Tuesday, November 20, 2012

Consumer Financial Protection Bureau to Supervise Debt Collection Firms


The Consumer Financial Protection Bureau created new rules in order to supervise large debt collection firms. Beginning January 2, the government agency will regulate debt collection firms that have over $10 million in annual receipts. The rules ensure that the debt collectors are providing consumers with disclosures and accurate information and not harassing or deceiving consumers in their attempts to collect on a debt.

The Consumer Financial Protection Bureau has authority over three types of debt collection companies – companies that buy debt and collect the proceeds (which may be a portion of what is actually owed), firms that recover the debt owed on behalf of another company (and charge a fee for their service) and lawyers who collect through litigation.
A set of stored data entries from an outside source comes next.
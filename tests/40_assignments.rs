mod common;

use anyhow::Result;
use reqwest::StatusCode;
use serde_json::{json, Value};

#[tokio::test]
async fn assign_twice_conflicts() -> Result<()> {
    let Some(server) = common::spawn_server().await? else { return Ok(()) };
    let session = server.new_session("assign").await?;

    let company = server.create(&session, "/api/companies", json!({ "name": "Acme" })).await?;
    let person = server.create(&session, "/api/people", json!({ "name": "Jane" })).await?;
    let path = format!("/api/companies/{}/people", company["id"].as_str().unwrap());

    let res = server.post(&session, &path, json!({ "personId": person["id"], "role": "CEO" })).await?;
    assert_eq!(res.status(), StatusCode::CREATED);
    let assignment: Value = res.json().await?;
    assert_eq!(assignment["personId"], person["id"]);
    assert_eq!(assignment["companyId"], company["id"]);
    assert_eq!(assignment["role"], "CEO");

    let res = server.post(&session, &path, json!({ "personId": person["id"] })).await?;
    assert_eq!(res.status(), StatusCode::CONFLICT);
    assert_eq!(
        res.json::<Value>().await?["error"],
        "This person is already assigned to this company"
    );
    Ok(())
}

#[tokio::test]
async fn simultaneous_assigns_admit_exactly_one() -> Result<()> {
    let Some(server) = common::spawn_server().await? else { return Ok(()) };
    let session = server.new_session("assign").await?;

    let company = server.create(&session, "/api/companies", json!({ "name": "Acme" })).await?;
    let person = server.create(&session, "/api/people", json!({ "name": "Jane" })).await?;
    let path = format!("/api/companies/{}/people", company["id"].as_str().unwrap());

    let (first, second) = tokio::join!(
        server.post(&session, &path, json!({ "personId": person["id"], "role": "CEO" })),
        server.post(&session, &path, json!({ "personId": person["id"], "role": "CTO" })),
    );
    let mut statuses = vec![first?.status(), second?.status()];
    statuses.sort();
    assert_eq!(statuses, vec![StatusCode::CREATED, StatusCode::CONFLICT]);

    let people: Value = server.get(&session, &path).await?.json().await?;
    assert_eq!(people.as_array().unwrap().len(), 1);

    let feed: Value = server.get(&session, "/api/activity-logs").await?.json().await?;
    let assigned = feed
        .as_array()
        .unwrap()
        .iter()
        .filter(|e| e["eventDescription"].as_str().unwrap().contains("assigned to"))
        .count();
    assert_eq!(assigned, 1);
    Ok(())
}

#[tokio::test]
async fn list_and_unassign() -> Result<()> {
    let Some(server) = common::spawn_server().await? else { return Ok(()) };
    let session = server.new_session("assign").await?;

    let company = server.create(&session, "/api/companies", json!({ "name": "Acme" })).await?;
    let jane = server.create(&session, "/api/people", json!({ "name": "Jane" })).await?;
    let bob = server.create(&session, "/api/people", json!({ "name": "Bob" })).await?;
    let path = format!("/api/companies/{}/people", company["id"].as_str().unwrap());

    server.create(&session, &path, json!({ "personId": jane["id"], "role": "CTO" })).await?;
    server.create(&session, &path, json!({ "personId": bob["id"] })).await?;

    let people: Value = server.get(&session, &path).await?.json().await?;
    let people = people.as_array().unwrap();
    assert_eq!(people.len(), 2);
    assert_eq!(people[0]["name"], "Bob");
    assert!(people[0]["role"].is_null());
    assert_eq!(people[1]["name"], "Jane");
    assert_eq!(people[1]["role"], "CTO");

    let one = format!("{}/{}", path, jane["id"].as_str().unwrap());
    assert_eq!(server.delete(&session, &one).await?.status(), StatusCode::NO_CONTENT);
    assert_eq!(server.delete(&session, &one).await?.status(), StatusCode::NOT_FOUND);

    let people: Value = server.get(&session, &path).await?.json().await?;
    assert_eq!(people.as_array().unwrap().len(), 1);
    Ok(())
}

#[tokio::test]
async fn assign_validates_person_id() -> Result<()> {
    let Some(server) = common::spawn_server().await? else { return Ok(()) };
    let session = server.new_session("assign").await?;

    let company = server.create(&session, "/api/companies", json!({ "name": "Acme" })).await?;
    let path = format!("/api/companies/{}/people", company["id"].as_str().unwrap());

    let res = server.post(&session, &path, json!({ "personId": "nope" })).await?;
    assert_eq!(res.status(), StatusCode::BAD_REQUEST);
    assert_eq!(res.json::<Value>().await?["details"][0]["message"], "Invalid Person ID format");

    let res = server
        .post(&session, &path, json!({ "personId": uuid::Uuid::new_v4().to_string() }))
        .await?;
    assert_eq!(res.status(), StatusCode::NOT_FOUND);
    assert_eq!(res.json::<Value>().await?["error"], "Person not found");
    Ok(())
}

#[tokio::test]
async fn deleting_a_person_removes_assignments() -> Result<()> {
    let Some(server) = common::spawn_server().await? else { return Ok(()) };
    let session = server.new_session("assign").await?;

    let company = server.create(&session, "/api/companies", json!({ "name": "Acme" })).await?;
    let person = server.create(&session, "/api/people", json!({ "name": "Jane" })).await?;
    let path = format!("/api/companies/{}/people", company["id"].as_str().unwrap());
    server.create(&session, &path, json!({ "personId": person["id"] })).await?;

    let person_path = format!("/api/people/{}", person["id"].as_str().unwrap());
    assert_eq!(server.delete(&session, &person_path).await?.status(), StatusCode::NO_CONTENT);

    let people: Value = server.get(&session, &path).await?.json().await?;
    assert!(people.as_array().unwrap().is_empty());
    Ok(())
}
use clap::Args;
use serde_json::json;

use crate::cli::utils::output_success;
use crate::cli::OutputFormat;
use crate::database::Database;
use crate::services::seed_user;

#[derive(Args, Debug)]
pub struct SeedArgs {
    #[arg(long, default_value = "admin", help = "Username to (re)create")]
    pub username: String,

    #[arg(long, default_value = "admin", help = "Password for the account")]
    pub password: String,
}

pub async fn handle(db: &Database, args: SeedArgs, output_format: OutputFormat) -> anyhow::Result<()> {
    let user = seed_user(db, &args.username, &args.password).await?;
    output_success(
        output_format,
        &format!("Seeded user '{}'", user.username),
        Some(json!({ "id": user.id, "username": user.username })),
    )
}
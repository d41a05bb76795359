use futures::future::BoxFuture;
use sqlx::pool::PoolConnection;
use sqlx::postgres::PgPoolOptions;
use sqlx::{PgConnection, PgPool, Postgres};
use std::time::Duration;
use thiserror::Error;
use tracing::{info, warn};

use crate::config::DatabaseConfig;

const UNIQUE_VIOLATION: &str = "23505";

/// Errors from the persistence layer
#[derive(Debug, Error)]
pub enum DatabaseError {
    #[error("Not found: {0}")]
    NotFound(String),

    #[error("Unique constraint violated: {0}")]
    UniqueViolation(String),

    #[error("Migration error: {0}")]
    Migration(String),

    #[error(transparent)]
    Sqlx(sqlx::Error),
}

impl DatabaseError {
    pub fn not_found(label: &str) -> Self {
        DatabaseError::NotFound(format!("{} not found", label))
    }
}

impl From<sqlx::Error> for DatabaseError {
    fn from(err: sqlx::Error) -> Self {
        if let Some(db_err) = err.as_database_error() {
            if db_err.code().as_deref() == Some(UNIQUE_VIOLATION) {
                let constraint = db_err.constraint().unwrap_or("unknown").to_string();
                return DatabaseError::UniqueViolation(constraint);
            }
        }
        DatabaseError::Sqlx(err)
    }
}

impl From<sqlx::migrate::MigrateError> for DatabaseError {
    fn from(err: sqlx::migrate::MigrateError) -> Self {
        DatabaseError::Migration(err.to_string())
    }
}

/// Process-lifetime handle to the connection pool, passed to whoever needs it
#[derive(Clone, Debug)]
pub struct Database {
    pool: PgPool,
}

impl Database {
    /// Connect eagerly, failing fast when the database is unreachable.
    pub async fn connect(config: &DatabaseConfig) -> Result<Self, DatabaseError> {
        let pool = Self::pool_options(config).connect(&config.url).await?;
        info!("Connected database pool (max {} connections)", config.max_connections);
        Ok(Self { pool })
    }

    /// Build a pool that opens connections on first use.
    pub fn connect_lazy(config: &DatabaseConfig) -> Result<Self, DatabaseError> {
        let pool = Self::pool_options(config).connect_lazy(&config.url)?;
        Ok(Self { pool })
    }

    fn pool_options(config: &DatabaseConfig) -> PgPoolOptions {
        PgPoolOptions::new()
            .max_connections(config.max_connections)
            .acquire_timeout(Duration::from_secs(config.connection_timeout))
    }

    pub fn pool(&self) -> &PgPool {
        &self.pool
    }

    pub async fn acquire(&self) -> Result<PoolConnection<Postgres>, DatabaseError> {
        Ok(self.pool.acquire().await?)
    }

    /// Apply pending migrations from `migrations/`.
    pub async fn migrate(&self) -> Result<(), DatabaseError> {
        sqlx::migrate!("./migrations").run(&self.pool).await?;
        info!("Database migrations applied");
        Ok(())
    }

    /// Pings the pool to ensure connectivity
    pub async fn health_check(&self) -> Result<(), DatabaseError> {
        sqlx::query("SELECT 1").execute(&self.pool).await?;
        Ok(())
    }

    /// Close the pool, waiting for checked-out connections to return.
    pub async fn close(&self) {
        self.pool.close().await;
        info!("Closed database pool");
    }

    /// Run `work` inside a single transaction.
    ///
    /// Commits when `work` returns `Ok`, rolls back on any `Err`. The closure
    /// must own what it captures; the connection it receives is only valid
    /// for the duration of the returned future.
    pub async fn unit_of_work<T, E, F>(&self, work: F) -> Result<T, E>
    where
        F: for<'c> FnOnce(&'c mut PgConnection) -> BoxFuture<'c, Result<T, E>> + Send,
        T: Send,
        E: From<DatabaseError> + Send,
    {
        let mut tx = self.pool.begin().await.map_err(DatabaseError::from)?;

        match work(&mut *tx).await {
            Ok(value) => {
                tx.commit().await.map_err(DatabaseError::from)?;
                Ok(value)
            }
            Err(err) => {
                if let Err(rollback_err) = tx.rollback().await {
                    warn!("Transaction rollback failed: {}", rollback_err);
                }
                Err(err)
            }
        }
    }
}
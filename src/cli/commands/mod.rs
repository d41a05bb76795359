pub mod migrate;
pub mod seed;
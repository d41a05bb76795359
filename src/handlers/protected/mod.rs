// handlers/protected/mod.rs - Protected handlers (JWT authentication required)

pub mod activity_logs;
pub mod assignments;
pub mod auth;
pub mod companies;
pub mod people;

use uuid::Uuid;

use crate::error::ApiError;

/// Parse a path id. Anything that is not a UUID cannot name an existing
/// row, so it is reported as not found.
pub(crate) fn parse_id(raw: &str, label: &str) -> Result<Uuid, ApiError> {
    Uuid::parse_str(raw).map_err(|_| ApiError::not_found(format!("{} not found", label)))
}

#[cfg(test)]
mod tests {
    use super::*;

    #[test]
    fn invalid_ids_are_not_found() {
        let err = parse_id("42", "Company").unwrap_err();
        assert_eq!(err.status_code(), axum::http::StatusCode::NOT_FOUND);
        assert_eq!(err.message(), "Company not found");

        let id = Uuid::new_v4();
        assert_eq!(parse_id(&id.to_string(), "Company").unwrap(), id);
    }
}
// handlers/protected/activity_logs.rs - GET /api/activity-logs

use axum::{extract::State, Extension};

use crate::app::AppState;
use crate::database::models::ActivityLogItem;
use crate::middleware::{ApiResponse, ApiResult, AuthUser};

pub async fn list(
    State(state): State<AppState>,
    Extension(auth): Extension<AuthUser>,
) -> ApiResult<Vec<ActivityLogItem>> {
    Ok(ApiResponse::ok(state.activity_logs().list_for_owner(auth.user_id).await?))
}
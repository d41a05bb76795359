//! Request validation.
//!
//! Payloads are checked field by field against a schema before any handler
//! logic runs. Every violated constraint is collected, in schema order, and
//! reported together as one `InvalidInput` error.

pub mod schemas;

use serde::Serialize;
use serde_json::{Map, Value};
use std::fmt::Display;
use std::str::FromStr;
use uuid::Uuid;

use crate::error::ApiError;
use crate::types::variant_names;

pub use schemas::{
    AssignPersonRequest, CompanyPatch, LoginRequest, NewCompany, NewPerson, PersonPatch,
    RegisterRequest,
};

/// One violated constraint
#[derive(Debug, Clone, PartialEq, Eq, Serialize)]
pub struct FieldError {
    pub field: String,
    pub message: String,
}

impl FieldError {
    pub fn new(field: impl Into<String>, message: impl Into<String>) -> Self {
        Self {
            field: field.into(),
            message: message.into(),
        }
    }
}

/// Presence state of an optional payload field
#[derive(Debug, Clone, PartialEq, Eq)]
pub enum Field<T> {
    /// Key not supplied
    Absent,
    /// Supplied as `null` (or an empty string for email/URL fields)
    Null,
    Value(T),
}

impl<T> Field<T> {
    pub fn value(self) -> Option<T> {
        match self {
            Field::Value(v) => Some(v),
            _ => None,
        }
    }

    pub fn is_absent(&self) -> bool {
        matches!(self, Field::Absent)
    }

    pub fn map<U>(self, f: impl FnOnce(T) -> U) -> Field<U> {
        match self {
            Field::Absent => Field::Absent,
            Field::Null => Field::Null,
            Field::Value(v) => Field::Value(f(v)),
        }
    }
}

/// A request body schema
pub trait Validate: Sized {
    /// Read every field through the validator. Returns `None` only when an
    /// error has been recorded.
    fn validate(v: &mut Validator<'_>) -> Option<Self>;
}

/// Validate a JSON payload against schema `T`.
pub fn validate<T: Validate>(payload: &Value) -> Result<T, ApiError> {
    let mut validator = Validator::new(payload)?;
    let parsed = T::validate(&mut validator);
    validator.finish(parsed)
}

/// Field-level checks over a JSON object, accumulating errors
pub struct Validator<'a> {
    payload: &'a Map<String, Value>,
    errors: Vec<FieldError>,
}

impl<'a> Validator<'a> {
    pub fn new(payload: &'a Value) -> Result<Self, ApiError> {
        match payload.as_object() {
            Some(map) => Ok(Self {
                payload: map,
                errors: Vec::new(),
            }),
            None => Err(ApiError::invalid_field("body", "Expected a JSON object")),
        }
    }

    pub fn errors(&self) -> &[FieldError] {
        &self.errors
    }

    fn fail(&mut self, field: &str, message: impl Into<String>) {
        self.errors.push(FieldError::new(field, message));
    }

    fn has_error(&self, field: &str) -> bool {
        self.errors.iter().any(|e| e.field == field)
    }

    /// Any string, or null.
    pub fn string(&mut self, field: &str) -> Field<String> {
        match self.payload.get(field) {
            None => Field::Absent,
            Some(Value::Null) => Field::Null,
            Some(Value::String(s)) => Field::Value(s.clone()),
            Some(other) => {
                self.fail(field, format!("Expected string, received {}", json_kind(other)));
                Field::Absent
            }
        }
    }

    /// A non-null string of at least `min` characters.
    pub fn string_min(&mut self, field: &str, min: usize, message: &str) -> Field<String> {
        match self.string(field) {
            Field::Value(s) if s.chars().count() < min => {
                self.fail(field, message);
                Field::Absent
            }
            Field::Null => {
                self.fail(field, "Expected string, received null");
                Field::Absent
            }
            other => other,
        }
    }

    /// An email address; the empty string counts as null.
    pub fn email(&mut self, field: &str) -> Field<String> {
        match self.string(field) {
            Field::Value(s) if s.is_empty() => Field::Null,
            Field::Value(s) if !looks_like_email(&s) => {
                self.fail(field, "Invalid email address");
                Field::Absent
            }
            other => other,
        }
    }

    /// An absolute URL; the empty string counts as null.
    pub fn url(&mut self, field: &str) -> Field<String> {
        match self.string(field) {
            Field::Value(s) if s.is_empty() => Field::Null,
            Field::Value(s) if url::Url::parse(&s).is_err() => {
                self.fail(field, "Invalid URL");
                Field::Absent
            }
            other => other,
        }
    }

    /// Membership in an enumeration, matched on the wire name.
    pub fn one_of<E>(&mut self, field: &str, all: &[E]) -> Field<E>
    where
        E: FromStr + Display,
    {
        match self.string(field) {
            Field::Value(s) => match s.parse::<E>() {
                Ok(v) => Field::Value(v),
                Err(_) => {
                    self.fail(
                        field,
                        format!("Invalid option: expected one of {}", variant_names(all)),
                    );
                    Field::Absent
                }
            },
            Field::Null => Field::Null,
            Field::Absent => Field::Absent,
        }
    }

    /// An integer in `min..=max`, or null. A float with no fractional part
    /// (`2.0`) counts as an integer.
    pub fn integer_between(&mut self, field: &str, min: i64, max: i64) -> Field<i32> {
        match self.payload.get(field) {
            None => Field::Absent,
            Some(Value::Null) => Field::Null,
            Some(Value::Number(n)) => match n
                .as_i64()
                .or_else(|| n.as_f64().filter(|f| f.fract() == 0.0).map(|f| f as i64))
            {
                Some(i) if (min..=max).contains(&i) => Field::Value(i as i32),
                Some(_) => {
                    self.fail(field, format!("Must be between {} and {}", min, max));
                    Field::Absent
                }
                None => {
                    self.fail(field, "Expected integer, received float");
                    Field::Absent
                }
            },
            Some(other) => {
                self.fail(field, format!("Expected number, received {}", json_kind(other)));
                Field::Absent
            }
        }
    }

    /// A UUID in its canonical hyphenated text form.
    pub fn uuid(&mut self, field: &str, message: &str) -> Field<Uuid> {
        match self.string(field) {
            Field::Value(s) => match Uuid::parse_str(&s) {
                Ok(id) if s.len() == 36 => Field::Value(id),
                _ => {
                    self.fail(field, message);
                    Field::Absent
                }
            },
            other => other.map(|_| Uuid::nil()),
        }
    }

    /// Reject an explicit null for a field that cannot be cleared.
    pub fn not_null<T>(&mut self, field: &str, value: Field<T>) -> Field<T> {
        match value {
            Field::Null => {
                self.fail(field, "Expected value, received null");
                Field::Absent
            }
            other => other,
        }
    }

    /// Turn a field into a required value, recording "Required" when it is
    /// missing and no other error was already reported for it.
    pub fn require<T>(&mut self, field: &str, value: Field<T>) -> Option<T> {
        match value {
            Field::Value(v) => Some(v),
            _ => {
                if !self.has_error(field) {
                    self.fail(field, "Required");
                }
                None
            }
        }
    }

    pub fn finish<T>(self, parsed: Option<T>) -> Result<T, ApiError> {
        match parsed {
            Some(value) if self.errors.is_empty() => Ok(value),
            _ => Err(ApiError::invalid_input(self.errors)),
        }
    }
}

fn json_kind(value: &Value) -> &'static str {
    match value {
        Value::Null => "null",
        Value::Bool(_) => "boolean",
        Value::Number(_) => "number",
        Value::String(_) => "string",
        Value::Array(_) => "array",
        Value::Object(_) => "object",
    }
}

fn looks_like_email(s: &str) -> bool {
    if s.chars().any(char::is_whitespace) {
        return false;
    }
    let Some((local, domain)) = s.split_once('@') else {
        return false;
    };
    !local.is_empty()
        && !domain.contains('@')
        && domain.contains('.')
        && !domain.starts_with('.')
        && !domain.ends_with('.')
}
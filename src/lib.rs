pub mod app;
pub mod auth;
pub mod cli;
pub mod config;
pub mod database;
pub mod error;
pub mod handlers;
pub mod middleware;
pub mod services;
pub mod types;
pub mod validation;

use tracing_subscriber::EnvFilter;

/// Install the fmt subscriber, honoring `RUST_LOG`.
pub fn init_tracing() {
    let filter = EnvFilter::try_from_default_env()
        .unwrap_or_else(|_| EnvFilter::new("crm_api=info,tower_http=info"));
    let _ = tracing_subscriber::fmt().with_env_filter(filter).try_init();
}
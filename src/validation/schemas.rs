use uuid::Uuid;

use super::{Field, Validate, Validator};
use crate::types::{CompanyStatus, CompanyType};

#[derive(Debug, Clone)]
pub struct RegisterRequest {
    pub username: String,
    pub password: String,
}

impl Validate for RegisterRequest {
    fn validate(v: &mut Validator<'_>) -> Option<Self> {
        let username = v.string_min("username", 3, "Username must be at least 3 characters long");
        let username = v.require("username", username);
        let password = v.string_min("password", 6, "Password must be at least 6 characters long");
        let password = v.require("password", password);

        Some(Self {
            username: username?,
            password: password?,
        })
    }
}

#[derive(Debug, Clone)]
pub struct LoginRequest {
    pub username: String,
    pub password: String,
}

impl Validate for LoginRequest {
    fn validate(v: &mut Validator<'_>) -> Option<Self> {
        let username = v.string("username");
        let username = v.require("username", username);
        let password = v.string("password");
        let password = v.require("password", password);

        Some(Self {
            username: username?,
            password: password?,
        })
    }
}

/// Fields shared by company create and update payloads
#[derive(Debug, Clone, PartialEq, Eq)]
pub struct CompanyFields {
    pub company_type: Field<CompanyType>,
    pub country: Field<String>,
    pub city: Field<String>,
    pub email: Field<String>,
    pub website: Field<String>,
    pub career_website: Field<String>,
    pub linkedin_url: Field<String>,
    pub instagram_url: Field<String>,
    pub behance_url: Field<String>,
    pub notes: Field<String>,
    pub interest_level: Field<i32>,
}

impl CompanyFields {
    fn read(v: &mut Validator<'_>) -> Self {
        Self {
            company_type: v.one_of("type", &CompanyType::ALL),
            country: v.string("country"),
            city: v.string("city"),
            email: v.email("email"),
            website: v.url("website"),
            career_website: v.url("careerWebsite"),
            linkedin_url: v.url("linkedinUrl"),
            instagram_url: v.url("instagramUrl"),
            behance_url: v.url("behanceUrl"),
            notes: v.string("notes"),
            interest_level: v.integer_between("interestLevel", 1, 3),
        }
    }
}

#[derive(Debug, Clone)]
pub struct NewCompany {
    pub name: String,
    pub status: Option<CompanyStatus>,
    pub fields: CompanyFields,
}

impl Validate for NewCompany {
    fn validate(v: &mut Validator<'_>) -> Option<Self> {
        let name = v.string_min("name", 1, "Company name is required");
        let name = v.require("name", name);
        let fields = CompanyFields::read(v);
        let status = v.one_of("status", &CompanyStatus::ALL);
        let status = v.not_null("status", status);

        Some(Self {
            name: name?,
            status: status.value(),
            fields,
        })
    }
}

/// Partial company update; absent fields are left untouched
#[derive(Debug, Clone)]
pub struct CompanyPatch {
    pub name: Option<String>,
    pub status: Option<CompanyStatus>,
    pub fields: CompanyFields,
}

impl Validate for CompanyPatch {
    fn validate(v: &mut Validator<'_>) -> Option<Self> {
        let name = v.string_min("name", 1, "Company name is required");
        let fields = CompanyFields::read(v);
        let status = v.one_of("status", &CompanyStatus::ALL);
        let status = v.not_null("status", status);

        Some(Self {
            name: name.value(),
            status: status.value(),
            fields,
        })
    }
}

#[derive(Debug, Clone, PartialEq, Eq)]
pub struct PersonFields {
    pub email: Field<String>,
    pub linkedin_url: Field<String>,
    pub notes: Field<String>,
}

impl PersonFields {
    fn read(v: &mut Validator<'_>) -> Self {
        Self {
            email: v.email("email"),
            linkedin_url: v.url("linkedinUrl"),
            notes: v.string("notes"),
        }
    }
}

#[derive(Debug, Clone)]
pub struct NewPerson {
    pub name: String,
    pub fields: PersonFields,
}

impl Validate for NewPerson {
    fn validate(v: &mut Validator<'_>) -> Option<Self> {
        let name = v.string_min("name", 1, "Name is required");
        let name = v.require("name", name);
        let fields = PersonFields::read(v);

        Some(Self { name: name?, fields })
    }
}

#[derive(Debug, Clone)]
pub struct PersonPatch {
    pub name: Option<String>,
    pub fields: PersonFields,
}

impl Validate for PersonPatch {
    fn validate(v: &mut Validator<'_>) -> Option<Self> {
        let name = v.string_min("name", 1, "Name is required");
        let fields = PersonFields::read(v);

        Some(Self {
            name: name.value(),
            fields,
        })
    }
}

#[derive(Debug, Clone)]
pub struct AssignPersonRequest {
    pub person_id: Uuid,
    pub role: Option<String>,
}

impl Validate for AssignPersonRequest {
    fn validate(v: &mut Validator<'_>) -> Option<Self> {
        let person_id = v.uuid("personId", "Invalid Person ID format");
        let person_id = v.require("personId", person_id);
        let role = v.string("role");

        Some(Self {
            person_id: person_id?,
            role: role.value().filter(|r| !r.is_empty()),
        })
    }
}

#[cfg(test)]
mod tests {
    use super::*;
    use crate::error::ApiError;
    use crate::validation::{validate, FieldError};
    use serde_json::json;

    fn field_names(err: ApiError) -> Vec<String> {
        match err {
            ApiError::InvalidInput { details, .. } => details.into_iter().map(|d| d.field).collect(),
            other => panic!("expected InvalidInput, got {:?}", other),
        }
    }

    #[test]
    fn register_reports_every_missing_field() {
        let err = validate::<RegisterRequest>(&json!({})).unwrap_err();
        assert_eq!(field_names(err), vec!["username", "password"]);
    }

    #[test]
    fn register_enforces_minimum_lengths() {
        let err = validate::<RegisterRequest>(&json!({ "username": "al", "password": "12345" })).unwrap_err();
        match err {
            ApiError::InvalidInput { details, .. } => assert_eq!(
                details,
                vec![
                    FieldError::new("username", "Username must be at least 3 characters long"),
                    FieldError::new("password", "Password must be at least 6 characters long"),
                ]
            ),
            other => panic!("unexpected {:?}", other),
        }

        let ok = validate::<RegisterRequest>(&json!({ "username": "alice", "password": "secret1" })).unwrap();
        assert_eq!(ok.username, "alice");
    }

    #[test]
    fn login_only_requires_strings() {
        assert!(validate::<LoginRequest>(&json!({ "username": "a", "password": "b" })).is_ok());
        let err = validate::<LoginRequest>(&json!({ "username": 42 })).unwrap_err();
        assert_eq!(field_names(err), vec!["username", "password"]);
    }

    #[test]
    fn company_create_defaults_and_checks() {
        let company = validate::<NewCompany>(&json!({ "name": "Acme" })).unwrap();
        assert_eq!(company.name, "Acme");
        assert_eq!(company.status, None);
        assert!(company.fields.company_type.is_absent());

        let err = validate::<NewCompany>(&json!({
            "type": "BAKERY",
            "website": "nope",
            "interestLevel": 9,
            "status": "LOST",
        }))
        .unwrap_err();
        assert_eq!(field_names(err), vec!["name", "type", "website", "interestLevel", "status"]);
    }

    #[test]
    fn company_patch_is_partial() {
        let patch = validate::<CompanyPatch>(&json!({ "status": "IN_PROGRESS" })).unwrap();
        assert_eq!(patch.status, Some(CompanyStatus::InProgress));
        assert_eq!(patch.name, None);
        assert!(patch.fields.notes.is_absent());

        let patch = validate::<CompanyPatch>(&json!({ "email": "", "notes": null })).unwrap();
        assert_eq!(patch.fields.email, Field::Null);
        assert_eq!(patch.fields.notes, Field::Null);

        let err = validate::<CompanyPatch>(&json!({ "name": "", "status": null })).unwrap_err();
        assert_eq!(field_names(err), vec!["name", "status"]);
    }

    #[test]
    fn person_requires_name() {
        let err = validate::<NewPerson>(&json!({ "email": "bad" })).unwrap_err();
        assert_eq!(field_names(err), vec!["name", "email"]);

        let person = validate::<NewPerson>(&json!({ "name": "Jane Doe", "linkedinUrl": "" })).unwrap();
        assert_eq!(person.name, "Jane Doe");
        assert_eq!(person.fields.linkedin_url, Field::Null);
    }

    #[test]
    fn assign_requires_uuid() {
        let err = validate::<AssignPersonRequest>(&json!({ "personId": "42", "role": "CEO" })).unwrap_err();
        match err {
            ApiError::InvalidInput { details, .. } => {
                assert_eq!(details, vec![FieldError::new("personId", "Invalid Person ID format")])
            }
            other => panic!("unexpected {:?}", other),
        }

        let id = Uuid::new_v4();
        let req = validate::<AssignPersonRequest>(&json!({ "personId": id.to_string() })).unwrap();
        assert_eq!(req.person_id, id);
        assert_eq!(req.role, None);
    }
}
Wednesday, September 26, 2012

People are losing their jobs as a result of debt collectors.

People are losing their jobs as a result of debt collectors. Debt collectors are calling consumers at their place of work and harassing them.

The New York Better Business Bureau and Attorney General’s office haver received numerous complaints about a debt collector known to harass consumers - Eltman, Eltman and Cooper. Fred Lembeck, a freelance writer, who is also on disability, claims Eltman, Eltman and Cooper began harassing him when he fell behind on his credit card payments. The firm went as far as to freeze his bank account, so that he did not have access to his only form of income, his social security check.

Harassing consumers at work and interfering with your social security payments are not allowed under the Fair Debt Collection Practices Act.

Watch a recent report by New York City Local News Channel CW11 on debt collector harassment. http://www.youtube.com/watch?v=wao6wv1Fqe4


Friday, June 22, 2012

Debt Collectors’ Automated Calls Violate the Telephone Consumer Protection Act

The U.S. Court of Appeals for the Seventh Circuit ruled that if a debt collector’s automated system continues to call a reassigned telephone number without the prior express consent of the new recipient, then the debt collector is liable for statutory damages even if the previous subscriber with that telephone number had consented to the automated calls. The actions of the debt collector were found to violate the Telephone Consumer Protection Act.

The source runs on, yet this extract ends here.